## THE PROBLEM:
Give again, word for word, every line in the entries below from the line with "between equal times" up to and including the line with "fn from_snapshot(snapshot: ObjectSnapshot, writer: Uuid)", and no other line.

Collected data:

****************

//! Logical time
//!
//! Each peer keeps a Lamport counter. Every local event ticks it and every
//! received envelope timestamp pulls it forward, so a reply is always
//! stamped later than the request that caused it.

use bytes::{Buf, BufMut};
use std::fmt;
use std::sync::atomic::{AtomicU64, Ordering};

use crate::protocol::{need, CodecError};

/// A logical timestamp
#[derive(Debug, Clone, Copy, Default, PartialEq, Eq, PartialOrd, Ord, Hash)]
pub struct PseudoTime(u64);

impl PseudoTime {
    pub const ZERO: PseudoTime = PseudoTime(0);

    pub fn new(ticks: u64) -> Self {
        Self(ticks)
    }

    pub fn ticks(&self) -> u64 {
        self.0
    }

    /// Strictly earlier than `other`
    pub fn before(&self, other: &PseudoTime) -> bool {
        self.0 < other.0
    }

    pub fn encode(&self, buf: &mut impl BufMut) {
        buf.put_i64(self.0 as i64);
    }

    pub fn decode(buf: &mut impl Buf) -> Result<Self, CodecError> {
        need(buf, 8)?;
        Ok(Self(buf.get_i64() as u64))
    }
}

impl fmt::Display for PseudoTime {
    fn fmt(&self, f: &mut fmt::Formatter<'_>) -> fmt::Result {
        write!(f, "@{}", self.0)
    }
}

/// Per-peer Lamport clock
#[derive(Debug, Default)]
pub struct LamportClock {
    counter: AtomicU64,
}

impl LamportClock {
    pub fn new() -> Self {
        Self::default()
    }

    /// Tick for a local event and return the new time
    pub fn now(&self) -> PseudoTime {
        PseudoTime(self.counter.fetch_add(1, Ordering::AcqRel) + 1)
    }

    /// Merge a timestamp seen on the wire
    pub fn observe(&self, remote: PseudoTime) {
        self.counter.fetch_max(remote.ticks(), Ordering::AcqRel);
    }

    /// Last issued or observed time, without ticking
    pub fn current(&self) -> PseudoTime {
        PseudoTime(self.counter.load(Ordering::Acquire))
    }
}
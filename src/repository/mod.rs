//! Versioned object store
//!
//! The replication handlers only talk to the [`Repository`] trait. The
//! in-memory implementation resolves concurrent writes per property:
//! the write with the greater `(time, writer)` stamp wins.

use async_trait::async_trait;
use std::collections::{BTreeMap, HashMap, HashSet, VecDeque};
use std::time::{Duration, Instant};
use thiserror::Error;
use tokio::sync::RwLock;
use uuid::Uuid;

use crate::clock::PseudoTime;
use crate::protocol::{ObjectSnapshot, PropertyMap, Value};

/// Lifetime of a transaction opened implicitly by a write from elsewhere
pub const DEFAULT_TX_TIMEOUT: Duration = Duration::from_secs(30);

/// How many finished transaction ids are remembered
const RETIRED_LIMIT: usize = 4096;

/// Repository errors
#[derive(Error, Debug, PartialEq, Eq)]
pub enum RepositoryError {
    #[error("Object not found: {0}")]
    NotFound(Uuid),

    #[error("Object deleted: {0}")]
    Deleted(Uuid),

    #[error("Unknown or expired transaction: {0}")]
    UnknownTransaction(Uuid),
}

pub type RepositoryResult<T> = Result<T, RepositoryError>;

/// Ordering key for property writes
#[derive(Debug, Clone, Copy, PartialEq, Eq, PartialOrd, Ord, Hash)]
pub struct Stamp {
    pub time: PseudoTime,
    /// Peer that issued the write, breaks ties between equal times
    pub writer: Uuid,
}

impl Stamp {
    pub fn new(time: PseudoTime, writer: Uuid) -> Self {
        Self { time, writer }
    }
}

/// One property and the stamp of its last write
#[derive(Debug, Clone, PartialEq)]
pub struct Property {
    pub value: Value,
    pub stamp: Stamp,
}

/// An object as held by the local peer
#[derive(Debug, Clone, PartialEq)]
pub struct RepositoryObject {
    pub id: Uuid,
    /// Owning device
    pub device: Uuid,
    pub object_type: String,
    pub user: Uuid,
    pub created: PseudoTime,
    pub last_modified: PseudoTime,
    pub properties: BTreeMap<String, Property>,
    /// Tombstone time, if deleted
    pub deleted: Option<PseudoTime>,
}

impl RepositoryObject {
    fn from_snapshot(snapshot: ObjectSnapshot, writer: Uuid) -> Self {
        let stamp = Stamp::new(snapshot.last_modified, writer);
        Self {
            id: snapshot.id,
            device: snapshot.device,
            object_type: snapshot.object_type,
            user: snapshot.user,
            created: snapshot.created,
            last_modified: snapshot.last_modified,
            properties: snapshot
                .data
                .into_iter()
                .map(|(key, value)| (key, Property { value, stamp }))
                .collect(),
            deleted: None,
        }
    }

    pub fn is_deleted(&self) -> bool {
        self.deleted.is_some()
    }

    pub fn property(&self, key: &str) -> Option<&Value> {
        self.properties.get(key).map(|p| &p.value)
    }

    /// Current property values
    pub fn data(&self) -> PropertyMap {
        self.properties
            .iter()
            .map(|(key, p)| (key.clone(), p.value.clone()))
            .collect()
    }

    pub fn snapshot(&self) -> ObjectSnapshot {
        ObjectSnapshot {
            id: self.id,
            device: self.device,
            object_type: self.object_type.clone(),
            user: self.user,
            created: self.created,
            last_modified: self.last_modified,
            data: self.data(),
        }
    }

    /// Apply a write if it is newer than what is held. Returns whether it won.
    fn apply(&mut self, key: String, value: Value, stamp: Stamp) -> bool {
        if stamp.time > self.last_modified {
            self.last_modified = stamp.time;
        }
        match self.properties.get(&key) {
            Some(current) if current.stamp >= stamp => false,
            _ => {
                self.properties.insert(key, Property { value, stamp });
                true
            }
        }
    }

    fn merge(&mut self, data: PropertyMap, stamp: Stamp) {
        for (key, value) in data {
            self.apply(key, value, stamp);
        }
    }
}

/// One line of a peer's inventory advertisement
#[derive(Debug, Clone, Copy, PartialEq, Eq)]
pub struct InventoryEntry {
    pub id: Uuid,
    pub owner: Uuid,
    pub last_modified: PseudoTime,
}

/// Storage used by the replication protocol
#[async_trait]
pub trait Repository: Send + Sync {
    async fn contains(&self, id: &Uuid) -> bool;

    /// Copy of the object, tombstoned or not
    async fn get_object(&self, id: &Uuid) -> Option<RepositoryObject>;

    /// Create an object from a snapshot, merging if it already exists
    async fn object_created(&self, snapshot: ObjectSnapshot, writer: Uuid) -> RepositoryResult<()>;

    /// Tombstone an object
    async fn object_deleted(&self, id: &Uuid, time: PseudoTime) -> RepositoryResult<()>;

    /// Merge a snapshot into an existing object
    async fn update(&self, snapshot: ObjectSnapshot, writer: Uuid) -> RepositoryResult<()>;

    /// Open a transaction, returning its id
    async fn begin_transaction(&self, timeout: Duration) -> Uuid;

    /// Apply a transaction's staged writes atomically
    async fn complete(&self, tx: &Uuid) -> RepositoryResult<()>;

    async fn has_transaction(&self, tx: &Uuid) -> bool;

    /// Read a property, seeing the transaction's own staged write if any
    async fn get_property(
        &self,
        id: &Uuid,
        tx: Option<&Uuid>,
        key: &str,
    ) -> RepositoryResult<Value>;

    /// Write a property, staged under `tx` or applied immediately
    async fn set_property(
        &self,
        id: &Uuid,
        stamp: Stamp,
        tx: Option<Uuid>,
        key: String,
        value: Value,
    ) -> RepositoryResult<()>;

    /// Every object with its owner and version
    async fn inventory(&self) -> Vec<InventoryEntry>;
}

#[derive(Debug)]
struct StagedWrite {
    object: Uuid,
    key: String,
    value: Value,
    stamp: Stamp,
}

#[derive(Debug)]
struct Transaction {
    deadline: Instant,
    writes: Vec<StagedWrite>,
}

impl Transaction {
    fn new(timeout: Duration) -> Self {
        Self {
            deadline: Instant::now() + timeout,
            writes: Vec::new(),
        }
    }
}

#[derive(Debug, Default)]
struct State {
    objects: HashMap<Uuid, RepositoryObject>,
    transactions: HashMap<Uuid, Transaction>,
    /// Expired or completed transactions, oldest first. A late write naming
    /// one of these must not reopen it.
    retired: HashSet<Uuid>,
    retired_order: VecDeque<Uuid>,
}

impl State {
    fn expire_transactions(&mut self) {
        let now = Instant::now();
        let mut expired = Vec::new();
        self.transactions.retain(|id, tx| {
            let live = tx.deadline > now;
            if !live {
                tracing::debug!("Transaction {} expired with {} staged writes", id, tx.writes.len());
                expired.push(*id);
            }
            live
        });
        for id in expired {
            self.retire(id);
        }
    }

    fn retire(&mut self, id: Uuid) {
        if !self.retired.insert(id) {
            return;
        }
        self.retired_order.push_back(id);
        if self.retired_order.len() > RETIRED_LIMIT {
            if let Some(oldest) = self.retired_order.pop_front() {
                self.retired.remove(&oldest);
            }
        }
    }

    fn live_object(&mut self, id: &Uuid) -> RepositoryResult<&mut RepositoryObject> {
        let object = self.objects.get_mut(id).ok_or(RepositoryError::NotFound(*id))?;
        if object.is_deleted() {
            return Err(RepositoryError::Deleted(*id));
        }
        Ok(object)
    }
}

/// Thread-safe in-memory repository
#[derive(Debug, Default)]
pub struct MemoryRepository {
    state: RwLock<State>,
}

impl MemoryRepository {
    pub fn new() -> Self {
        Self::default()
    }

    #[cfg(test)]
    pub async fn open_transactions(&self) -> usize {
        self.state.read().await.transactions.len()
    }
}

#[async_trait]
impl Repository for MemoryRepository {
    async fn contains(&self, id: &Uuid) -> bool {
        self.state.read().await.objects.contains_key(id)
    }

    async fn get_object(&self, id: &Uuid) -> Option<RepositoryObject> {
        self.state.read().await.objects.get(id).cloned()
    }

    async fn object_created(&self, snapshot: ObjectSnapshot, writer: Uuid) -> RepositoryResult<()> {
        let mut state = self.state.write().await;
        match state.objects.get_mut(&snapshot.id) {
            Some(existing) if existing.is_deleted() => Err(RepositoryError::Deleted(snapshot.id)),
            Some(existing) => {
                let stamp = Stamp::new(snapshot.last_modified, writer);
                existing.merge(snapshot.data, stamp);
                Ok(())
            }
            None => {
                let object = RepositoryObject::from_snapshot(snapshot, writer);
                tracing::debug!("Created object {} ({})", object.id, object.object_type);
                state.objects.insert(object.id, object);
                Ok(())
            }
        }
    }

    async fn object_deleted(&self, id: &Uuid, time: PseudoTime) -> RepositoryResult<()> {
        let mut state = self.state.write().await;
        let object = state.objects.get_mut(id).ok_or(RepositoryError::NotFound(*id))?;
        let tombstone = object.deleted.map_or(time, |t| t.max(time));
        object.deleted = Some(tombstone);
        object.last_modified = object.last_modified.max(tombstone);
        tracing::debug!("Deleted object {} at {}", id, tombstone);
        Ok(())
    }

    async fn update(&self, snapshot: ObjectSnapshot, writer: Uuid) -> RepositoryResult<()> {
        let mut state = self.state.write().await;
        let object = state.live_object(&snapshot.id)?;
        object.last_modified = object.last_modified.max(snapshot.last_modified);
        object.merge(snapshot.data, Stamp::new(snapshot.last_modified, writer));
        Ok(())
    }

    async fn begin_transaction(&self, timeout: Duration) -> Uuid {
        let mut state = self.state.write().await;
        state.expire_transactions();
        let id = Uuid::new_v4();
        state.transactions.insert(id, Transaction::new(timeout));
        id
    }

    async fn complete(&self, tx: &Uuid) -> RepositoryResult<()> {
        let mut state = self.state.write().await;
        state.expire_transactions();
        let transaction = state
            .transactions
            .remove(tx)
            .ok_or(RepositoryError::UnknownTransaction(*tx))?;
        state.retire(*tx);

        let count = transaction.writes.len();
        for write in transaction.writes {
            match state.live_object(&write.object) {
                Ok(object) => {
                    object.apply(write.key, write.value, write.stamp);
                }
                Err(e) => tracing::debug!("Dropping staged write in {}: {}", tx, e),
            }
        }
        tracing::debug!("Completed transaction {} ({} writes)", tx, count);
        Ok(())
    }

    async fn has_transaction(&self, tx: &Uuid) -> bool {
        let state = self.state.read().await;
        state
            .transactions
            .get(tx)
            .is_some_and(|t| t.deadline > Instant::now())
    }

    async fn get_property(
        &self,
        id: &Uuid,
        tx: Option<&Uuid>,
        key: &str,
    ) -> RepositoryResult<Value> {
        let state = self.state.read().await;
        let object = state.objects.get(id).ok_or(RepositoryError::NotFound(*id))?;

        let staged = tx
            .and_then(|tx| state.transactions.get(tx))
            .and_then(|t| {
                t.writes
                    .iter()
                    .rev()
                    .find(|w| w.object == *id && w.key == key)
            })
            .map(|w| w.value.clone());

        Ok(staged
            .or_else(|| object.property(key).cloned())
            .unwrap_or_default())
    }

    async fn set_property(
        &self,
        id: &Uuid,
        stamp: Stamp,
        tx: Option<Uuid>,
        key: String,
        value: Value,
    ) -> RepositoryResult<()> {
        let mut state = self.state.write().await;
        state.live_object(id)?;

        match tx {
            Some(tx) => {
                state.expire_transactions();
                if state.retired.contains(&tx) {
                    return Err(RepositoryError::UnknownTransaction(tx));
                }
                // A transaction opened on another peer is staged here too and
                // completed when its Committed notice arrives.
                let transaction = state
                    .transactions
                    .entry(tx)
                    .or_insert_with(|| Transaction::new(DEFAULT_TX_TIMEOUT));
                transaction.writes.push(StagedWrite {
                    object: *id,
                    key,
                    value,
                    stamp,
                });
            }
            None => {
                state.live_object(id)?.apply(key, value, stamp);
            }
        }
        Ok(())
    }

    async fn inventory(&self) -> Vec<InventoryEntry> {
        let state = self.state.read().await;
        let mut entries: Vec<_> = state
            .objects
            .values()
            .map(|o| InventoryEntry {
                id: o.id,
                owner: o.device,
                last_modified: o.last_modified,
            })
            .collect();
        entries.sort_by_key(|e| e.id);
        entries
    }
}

****************

## TASK SOLUTION:
    /// Peer that issued the write, breaks ties between equal times
    pub writer: Uuid,
}

impl Stamp {
    pub fn new(time: PseudoTime, writer: Uuid) -> Self {
        Self { time, writer }
    }
}

/// One property and the stamp of its last write
#[derive(Debug, Clone, PartialEq)]
pub struct Property {
    pub value: Value,
    pub stamp: Stamp,
}

/// An object as held by the local peer
#[derive(Debug, Clone, PartialEq)]
pub struct RepositoryObject {
    pub id: Uuid,
    /// Owning device
    pub device: Uuid,
    pub object_type: String,
    pub user: Uuid,
    pub created: PseudoTime,
    pub last_modified: PseudoTime,
    pub properties: BTreeMap<String, Property>,
    /// Tombstone time, if deleted
    pub deleted: Option<PseudoTime>,
}

impl RepositoryObject {
    fn from_snapshot(snapshot: ObjectSnapshot, writer: Uuid) -> Self {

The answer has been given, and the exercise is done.